» **Activity**: Reproduce all of the data exactly as written.

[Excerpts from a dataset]
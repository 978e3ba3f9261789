/// Trait that defines common math constants
///
/// Integral types get the truncated value of each constant.
pub trait MathConsts {
    /// Minimum value
    const MIN : Self;
    /// Maximum value
    const MAX : Self;

    /// pi
    const PI : Self;
    /// 2 * pi
    const TWO_PI : Self;
    /// pi / 2
    const HALF_PI : Self;
    /// pi / 4
    const QUARTER_PI : Self;
    /// 1 / pi
    const ONE_OVER_PI : Self;

    /// sqrt(2)
    const ROOT_TWO : Self;
    /// 1 / sqrt(2)
    const ONE_OVER_ROOT_TWO : Self;
    /// sqrt(3)
    const ROOT_THREE : Self;

    /// e
    const E : Self;

    /// pi / 180
    const DEG_TO_RAD : Self;
    /// 180 / pi
    const RAD_TO_DEG : Self;
}

macro_rules! impl_math_constants {
    {$($ty:ty),*} => {
        $(
            impl MathConsts for $ty {
                const MIN               : $ty = <$ty>::MIN;
                const MAX               : $ty = <$ty>::MAX;

                const PI                : $ty = 3.14159265358979323846264338327950288 as $ty;
                const TWO_PI            : $ty = 6.28318530717958647692528676655900576 as $ty;
                const HALF_PI           : $ty = 1.57079632679489661923132169163975144 as $ty;
                const QUARTER_PI        : $ty = 0.785398163397448309615660845819875721 as $ty;
                const ONE_OVER_PI       : $ty = 0.318309886183790671537767526745028724 as $ty;

                const ROOT_TWO          : $ty = 1.41421356237309504880168872420969808 as $ty;
                const ONE_OVER_ROOT_TWO : $ty = 0.707106781186547524400844362104849039 as $ty;
                const ROOT_THREE        : $ty = 1.73205080756887729352744634150587236 as $ty;

                const E                 : $ty = 2.71828182845904523536 as $ty;

                const DEG_TO_RAD        : $ty = (3.14159265358979323846264338327950288f64 / 180.0) as $ty;
                const RAD_TO_DEG        : $ty = (180.0 / 3.14159265358979323846264338327950288f64) as $ty;
            }
        )*
    };
}
impl_math_constants!{ i8, i16, i32, i64, u8, u16, u32, u64, f32, f64 }

/// Constants that only exist for floating point types
pub trait MathRealConsts {
    /// Positive infinity
    const INFINITY : Self;
    /// Negative infinity
    const NEG_INFINITY : Self;
    /// Not a number
    const NAN : Self;
    /// Smallest positive normal value
    const MIN_POSITIVE : Self;
}

macro_rules! impl_math_real_constants {
    {$($ty:ty),*} => {
        $(
            impl MathRealConsts for $ty {
                const INFINITY     : $ty = <$ty>::INFINITY;
                const NEG_INFINITY : $ty = <$ty>::NEG_INFINITY;
                const NAN          : $ty = <$ty>::NAN;
                const MIN_POSITIVE : $ty = <$ty>::MIN_POSITIVE;
            }
        )*
    };
}
impl_math_real_constants!{ f32, f64 }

» **Task answer**:
repository 978e3ba3f9261789
/// Trait that defines common math constants
///
/// Integral types get the truncated value of each constant.
pub trait MathConsts {
    /// Minimum value
    const MIN : Self;
    /// Maximum value
    const MAX : Self;

    /// pi
    const PI : Self;
    /// 2 * pi
    const TWO_PI : Self;
    /// pi / 2
    const HALF_PI : Self;
    /// pi / 4
    const QUARTER_PI : Self;
    /// 1 / pi
    const ONE_OVER_PI : Self;

    /// sqrt(2)
    const ROOT_TWO : Self;
    /// 1 / sqrt(2)
    const ONE_OVER_ROOT_TWO : Self;
    /// sqrt(3)
    const ROOT_THREE : Self;

    /// e
    const E : Self;

    /// pi / 180
    const DEG_TO_RAD : Self;
    /// 180 / pi
    const RAD_TO_DEG : Self;
}

macro_rules! impl_math_constants {
    {$($ty:ty),*} => {
        $(
            impl MathConsts for $ty {
                const MIN               : $ty = <$ty>::MIN;
                const MAX               : $ty = <$ty>::MAX;

                const PI                : $ty = 3.14159265358979323846264338327950288 as $ty;
                const TWO_PI            : $ty = 6.28318530717958647692528676655900576 as $ty;
                const HALF_PI           : $ty = 1.57079632679489661923132169163975144 as $ty;
                const QUARTER_PI        : $ty = 0.785398163397448309615660845819875721 as $ty;
                const ONE_OVER_PI       : $ty = 0.318309886183790671537767526745028724 as $ty;

                const ROOT_TWO          : $ty = 1.41421356237309504880168872420969808 as $ty;
                const ONE_OVER_ROOT_TWO : $ty = 0.707106781186547524400844362104849039 as $ty;
                const ROOT_THREE        : $ty = 1.73205080756887729352744634150587236 as $ty;

                const E                 : $ty = 2.71828182845904523536 as $ty;

                const DEG_TO_RAD        : $ty = (3.14159265358979323846264338327950288f64 / 180.0) as $ty;
                const RAD_TO_DEG        : $ty = (180.0 / 3.14159265358979323846264338327950288f64) as $ty;
            }
        )*
    };
}
impl_math_constants!{ i8, i16, i32, i64, u8, u16, u32, u64, f32, f64 }

/// Constants that only exist for floating point types
pub trait MathRealConsts {
    /// Positive infinity
    const INFINITY : Self;
    /// Negative infinity
    const NEG_INFINITY : Self;
    /// Not a number
    const NAN : Self;
    /// Smallest positive normal value
    const MIN_POSITIVE : Self;
}

macro_rules! impl_math_real_constants {
    {$($ty:ty),*} => {
        $(
            impl MathRealConsts for $ty {
                const INFINITY     : $ty = <$ty>::INFINITY;
                const NEG_INFINITY : $ty = <$ty>::NEG_INFINITY;
                const NAN          : $ty = <$ty>::NAN;
                const MIN_POSITIVE : $ty = <$ty>::MIN_POSITIVE;
            }
        )*
    };
}
impl_math_real_constants!{ f32, f64 }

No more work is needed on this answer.